_Provided records:_

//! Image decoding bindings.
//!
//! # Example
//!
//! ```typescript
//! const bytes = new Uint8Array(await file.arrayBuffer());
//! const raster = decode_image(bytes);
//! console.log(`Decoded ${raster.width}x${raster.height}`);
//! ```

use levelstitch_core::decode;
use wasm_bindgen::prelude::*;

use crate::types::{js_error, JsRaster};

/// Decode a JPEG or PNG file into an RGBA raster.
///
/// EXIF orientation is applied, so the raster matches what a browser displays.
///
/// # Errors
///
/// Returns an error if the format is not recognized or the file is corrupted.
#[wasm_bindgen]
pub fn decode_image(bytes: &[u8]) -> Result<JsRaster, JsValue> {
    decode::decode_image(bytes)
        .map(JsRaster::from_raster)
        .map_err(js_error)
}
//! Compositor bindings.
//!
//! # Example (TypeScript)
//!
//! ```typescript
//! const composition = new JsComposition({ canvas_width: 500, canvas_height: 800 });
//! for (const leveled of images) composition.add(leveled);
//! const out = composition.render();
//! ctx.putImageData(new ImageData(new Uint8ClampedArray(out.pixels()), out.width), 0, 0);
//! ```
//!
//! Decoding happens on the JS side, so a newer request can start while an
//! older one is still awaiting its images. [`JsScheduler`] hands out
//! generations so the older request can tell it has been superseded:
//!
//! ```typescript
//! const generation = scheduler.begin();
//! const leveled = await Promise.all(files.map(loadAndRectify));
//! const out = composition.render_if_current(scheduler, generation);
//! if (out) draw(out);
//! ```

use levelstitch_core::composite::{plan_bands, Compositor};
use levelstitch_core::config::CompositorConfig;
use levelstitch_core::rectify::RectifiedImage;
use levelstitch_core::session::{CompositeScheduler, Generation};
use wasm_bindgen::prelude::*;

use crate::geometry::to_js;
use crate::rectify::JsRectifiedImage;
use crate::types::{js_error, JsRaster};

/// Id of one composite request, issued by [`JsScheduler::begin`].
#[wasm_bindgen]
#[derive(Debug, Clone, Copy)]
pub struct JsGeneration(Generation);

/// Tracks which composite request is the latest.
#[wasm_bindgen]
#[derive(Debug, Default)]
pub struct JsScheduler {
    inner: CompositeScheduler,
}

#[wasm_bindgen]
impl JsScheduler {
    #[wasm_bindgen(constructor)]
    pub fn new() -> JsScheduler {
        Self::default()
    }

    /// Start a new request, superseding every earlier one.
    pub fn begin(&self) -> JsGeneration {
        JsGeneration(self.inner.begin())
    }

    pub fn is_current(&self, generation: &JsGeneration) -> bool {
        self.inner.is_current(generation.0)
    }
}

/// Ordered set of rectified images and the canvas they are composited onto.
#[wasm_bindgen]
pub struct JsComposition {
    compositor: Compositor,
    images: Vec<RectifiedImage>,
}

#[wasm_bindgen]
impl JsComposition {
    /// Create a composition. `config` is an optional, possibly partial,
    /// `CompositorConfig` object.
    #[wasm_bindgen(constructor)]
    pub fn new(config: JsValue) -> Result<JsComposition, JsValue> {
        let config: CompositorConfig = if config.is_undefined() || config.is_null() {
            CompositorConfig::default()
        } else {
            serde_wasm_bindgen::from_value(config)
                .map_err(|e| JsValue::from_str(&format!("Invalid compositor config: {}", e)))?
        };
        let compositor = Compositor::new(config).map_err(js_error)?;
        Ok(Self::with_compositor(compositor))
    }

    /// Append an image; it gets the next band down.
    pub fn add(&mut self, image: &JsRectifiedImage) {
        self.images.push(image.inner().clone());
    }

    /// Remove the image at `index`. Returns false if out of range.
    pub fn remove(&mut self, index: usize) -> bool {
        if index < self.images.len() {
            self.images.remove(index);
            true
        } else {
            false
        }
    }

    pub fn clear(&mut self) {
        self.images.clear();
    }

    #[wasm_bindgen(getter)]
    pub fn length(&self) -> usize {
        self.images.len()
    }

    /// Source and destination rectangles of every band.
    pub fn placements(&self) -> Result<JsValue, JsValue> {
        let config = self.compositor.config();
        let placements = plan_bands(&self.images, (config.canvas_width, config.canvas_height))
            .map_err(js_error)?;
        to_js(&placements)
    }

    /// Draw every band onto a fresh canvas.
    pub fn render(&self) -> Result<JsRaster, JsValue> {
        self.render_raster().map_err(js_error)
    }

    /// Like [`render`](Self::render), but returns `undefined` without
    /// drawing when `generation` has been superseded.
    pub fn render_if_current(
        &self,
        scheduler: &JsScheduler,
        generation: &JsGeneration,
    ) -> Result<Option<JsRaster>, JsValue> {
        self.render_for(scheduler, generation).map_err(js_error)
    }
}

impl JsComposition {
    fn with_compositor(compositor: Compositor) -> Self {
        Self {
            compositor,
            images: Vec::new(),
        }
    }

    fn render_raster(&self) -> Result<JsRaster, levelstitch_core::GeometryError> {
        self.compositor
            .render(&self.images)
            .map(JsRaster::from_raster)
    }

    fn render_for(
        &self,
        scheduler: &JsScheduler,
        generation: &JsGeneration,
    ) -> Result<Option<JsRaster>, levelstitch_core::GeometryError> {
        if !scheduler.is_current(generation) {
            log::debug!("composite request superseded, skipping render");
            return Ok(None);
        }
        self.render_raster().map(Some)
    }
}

_What needs to be done:_
An exact repeat of the lines from the one containing "pub fn length(&self)" through the final line above, both included, is the whole answer.

_Exercise response:_
    pub fn length(&self) -> usize {
        self.images.len()
    }

    /// Source and destination rectangles of every band.
    pub fn placements(&self) -> Result<JsValue, JsValue> {
        let config = self.compositor.config();
        let placements = plan_bands(&self.images, (config.canvas_width, config.canvas_height))
            .map_err(js_error)?;
        to_js(&placements)
    }

    /// Draw every band onto a fresh canvas.
    pub fn render(&self) -> Result<JsRaster, JsValue> {
        self.render_raster().map_err(js_error)
    }

    /// Like [`render`](Self::render), but returns `undefined` without
    /// drawing when `generation` has been superseded.
    pub fn render_if_current(
        &self,
        scheduler: &JsScheduler,
        generation: &JsGeneration,
    ) -> Result<Option<JsRaster>, JsValue> {
        self.render_for(scheduler, generation).map_err(js_error)
    }
}

impl JsComposition {
    fn with_compositor(compositor: Compositor) -> Self {
        Self {
            compositor,
            images: Vec::new(),
        }
    }

    fn render_raster(&self) -> Result<JsRaster, levelstitch_core::GeometryError> {
        self.compositor
            .render(&self.images)
            .map(JsRaster::from_raster)
    }

    fn render_for(
        &self,
        scheduler: &JsScheduler,
        generation: &JsGeneration,
    ) -> Result<Option<JsRaster>, levelstitch_core::GeometryError> {
        if !scheduler.is_current(generation) {
            log::debug!("composite request superseded, skipping render");
            return Ok(None);
        }
        self.render_raster().map(Some)
    }
}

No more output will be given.